use crate::rss_utils::url::is_fetchable;
use crate::types::{AggregatorError, ProxyConfig};
use async_trait::async_trait;
use bytes::Bytes;
use futures::{Stream, StreamExt, TryStreamExt};
use reqwest::header::{HeaderMap, HeaderName, HeaderValue, ACCEPT, CONTENT_TYPE, LOCATION, REFERER};
use reqwest::{redirect, Client};
use std::collections::HashSet;
use std::io;
use std::pin::Pin;
use std::sync::Arc;
use std::time::Duration;
use tracing::{debug, warn};
use url::Url;

/// Served in place of any image that cannot be fetched safely.
pub const PLACEHOLDER_SVG: &str = concat!(
    "<svg xmlns='http://www.w3.org/2000/svg' viewBox='0 0 800 450'>",
    "<rect width='800' height='450' fill='rgb(15,23,42)'/>",
    "<rect x='340' y='170' rx='12' ry='12' width='120' height='100' fill='rgba(96,165,250,0.15)' stroke='rgb(96,165,250)' stroke-width='8'/>",
    "<path d='M360 170 v-20 a40 40 0 0 1 80 0 v20' fill='none' stroke='rgb(147,197,253)' stroke-width='8'/>",
    "<text x='400' y='320' font-size='28' fill='rgb(203,213,225)' text-anchor='middle' font-family='Segoe UI,Roboto,Arial,sans-serif'>Cyber Security</text>",
    "</svg>"
);
pub const PLACEHOLDER_CONTENT_TYPE: &str = "image/svg+xml";
pub const IMAGE_CACHE_CONTROL: &str = "public, max-age=86400";
pub const IMAGE_ACCEPT: &str = "image/avif,image/webp,image/apng,image/*,*/*;q=0.8";

pub type ByteStream = Pin<Box<dyn Stream<Item = io::Result<Bytes>> + Send>>;

#[derive(Debug, thiserror::Error)]
pub enum ProxyError {
    #[error("invalid URL: {0}")]
    InvalidUrl(#[from] url::ParseError),

    #[error("unsupported scheme: {0}")]
    UnsupportedScheme(String),

    #[error("redirect loop at {0}")]
    RedirectLoop(String),

    #[error("redirect budget exhausted")]
    TooManyRedirects,

    #[error("upstream returned HTTP {0}")]
    UpstreamStatus(u16),

    #[error("upstream content-type {0:?} is not an image")]
    NotAnImage(String),

    #[error("upstream timed out after {0:?}")]
    Timeout(Duration),

    #[error("upstream request failed: {0}")]
    Transport(String),
}

impl ProxyError {
    /// Loops are reported to the client; every other failure becomes the placeholder.
    pub fn is_redirect_loop(&self) -> bool {
        matches!(self, ProxyError::RedirectLoop(_))
    }
}

/// What one upstream hop returned, before the proxy decides what to do with it.
pub struct UpstreamResponse {
    pub status: u16,
    pub location: Option<String>,
    pub content_type: Option<String>,
    pub body: ByteStream,
}

pub struct ProxiedImage {
    pub content_type: String,
    pub body: ByteStream,
}

/// A single non-following GET against an upstream image host.
#[async_trait]
pub trait ImageUpstream: Send + Sync {
    async fn get(&self, url: &Url) -> Result<UpstreamResponse, ProxyError>;
}

/// reqwest-backed upstream. Redirects are never followed here; the proxy
/// loop handles them so every hop is checked.
pub struct HttpUpstream {
    client: Client,
}

impl HttpUpstream {
    pub fn new(config: &ProxyConfig) -> Result<Self, AggregatorError> {
        let client = Client::builder()
            .user_agent(&config.user_agent)
            .redirect(redirect::Policy::none())
            .connect_timeout(config.hop_timeout)
            .read_timeout(config.hop_timeout)
            .build()?;
        Ok(Self { client })
    }
}

/// Accept and Referer headers sent with every hop.
pub fn upstream_headers(url: &Url) -> HeaderMap {
    let mut headers = HeaderMap::new();
    headers.insert(ACCEPT, HeaderValue::from_static(IMAGE_ACCEPT));
    if let Ok(origin) = HeaderValue::from_str(&url.origin().ascii_serialization()) {
        headers.insert(REFERER, origin);
    }
    headers
}

#[async_trait]
impl ImageUpstream for HttpUpstream {
    async fn get(&self, url: &Url) -> Result<UpstreamResponse, ProxyError> {
        let response = self
            .client
            .get(url.clone())
            .headers(upstream_headers(url))
            .send()
            .await
            .map_err(|e| ProxyError::Transport(e.to_string()))?;

        let status = response.status().as_u16();
        let location = header_string(response.headers(), LOCATION);
        let content_type = header_string(response.headers(), CONTENT_TYPE);

        Ok(UpstreamResponse {
            status,
            location,
            content_type,
            body: Box::pin(response.bytes_stream().map_err(io::Error::other)),
        })
    }
}

fn header_string(headers: &HeaderMap, name: HeaderName) -> Option<String> {
    headers
        .get(name)
        .and_then(|v| v.to_str().ok())
        .map(|s| s.to_string())
}

/// Per-request redirect bookkeeping. Owned by one proxy call and dropped with it.
#[derive(Debug)]
pub struct ProxyRequestState {
    pub current: Url,
    visited: HashSet<String>,
    redirects_remaining: u32,
}

impl ProxyRequestState {
    pub fn new(target: Url, max_redirects: u32) -> Self {
        let mut visited = HashSet::new();
        visited.insert(target.as_str().to_string());
        Self {
            current: target,
            visited,
            redirects_remaining: max_redirects,
        }
    }

    pub fn redirects_remaining(&self) -> u32 {
        self.redirects_remaining
    }

    /// Move to the next hop. Loop detection takes precedence over the budget.
    pub fn follow(&mut self, next: Url) -> Result<(), ProxyError> {
        let key = next.as_str().to_string();
        if self.visited.contains(&key) {
            return Err(ProxyError::RedirectLoop(key));
        }
        if self.redirects_remaining == 0 {
            return Err(ProxyError::TooManyRedirects);
        }
        if !is_fetchable(&next) {
            return Err(ProxyError::UnsupportedScheme(next.scheme().to_string()));
        }

        self.redirects_remaining -= 1;
        self.visited.insert(key);
        self.current = next;
        Ok(())
    }
}

/// Parse a client-supplied target; only absolute http(s) URLs pass.
pub fn validate_target(src: &str) -> Result<Url, ProxyError> {
    let url = Url::parse(src.trim())?;
    if !is_fetchable(&url) {
        return Err(ProxyError::UnsupportedScheme(url.scheme().to_string()));
    }
    Ok(url)
}

/// Fetches images on behalf of clients, following redirects one checked hop at a time.
pub struct ImageProxy {
    upstream: Arc<dyn ImageUpstream>,
    config: ProxyConfig,
}

impl ImageProxy {
    pub fn new(upstream: Arc<dyn ImageUpstream>, config: ProxyConfig) -> Self {
        Self { upstream, config }
    }

    pub fn http(config: ProxyConfig) -> Result<Self, AggregatorError> {
        let upstream = Arc::new(HttpUpstream::new(&config)?);
        Ok(Self::new(upstream, config))
    }

    pub async fn fetch(&self, src: &str) -> Result<ProxiedImage, ProxyError> {
        let target = validate_target(src)?;
        let mut state = ProxyRequestState::new(target, self.config.max_redirects);

        loop {
            let response = self.fetch_hop(&state.current).await?;

            if (300..400).contains(&response.status) {
                if let Some(location) = response.location.as_deref() {
                    let next = state.current.join(location)?;
                    debug!("Following redirect {} -> {}", state.current, next);
                    if let Err(e) = state.follow(next) {
                        if e.is_redirect_loop() {
                            warn!("Redirect loop while proxying {}: {}", src, e);
                        }
                        return Err(e);
                    }
                    // the redirect body is dropped unread
                    continue;
                }
            }

            if response.status >= 400 {
                return Err(ProxyError::UpstreamStatus(response.status));
            }

            let content_type = response.content_type.unwrap_or_default();
            if !content_type.trim().to_ascii_lowercase().starts_with("image/") {
                return Err(ProxyError::NotAnImage(content_type));
            }

            return Ok(ProxiedImage {
                content_type,
                body: idle_limited(response.body, self.config.hop_timeout),
            });
        }
    }

    async fn fetch_hop(&self, url: &Url) -> Result<UpstreamResponse, ProxyError> {
        match tokio::time::timeout(self.config.hop_timeout, self.upstream.get(url)).await {
            Ok(result) => result,
            Err(_) => Err(ProxyError::Timeout(self.config.hop_timeout)),
        }
    }
}

/// Ends the stream with a `TimedOut` error once the upstream sends nothing for `idle`.
pub fn idle_limited(body: ByteStream, idle: Duration) -> ByteStream {
    Box::pin(futures::stream::unfold(Some(body), move |body| async move {
        let Some(mut body) = body else {
            return None;
        };
        match tokio::time::timeout(idle, body.next()).await {
            Ok(Some(chunk)) => Some((chunk, Some(body))),
            Ok(None) => None,
            Err(_) => {
                let stalled = io::Error::new(
                    io::ErrorKind::TimedOut,
                    format!("upstream body idle for {:?}", idle),
                );
                Some((Err(stalled), None))
            }
        }
    }))
}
━━━━━━━━━━━━━━━━━━━━
» To do
Pull every line with the word "ProxyRequestState" from the data.

» Your solution
pub struct ProxyRequestState {
impl ProxyRequestState {
        let mut state = ProxyRequestState::new(target, self.config.max_redirects);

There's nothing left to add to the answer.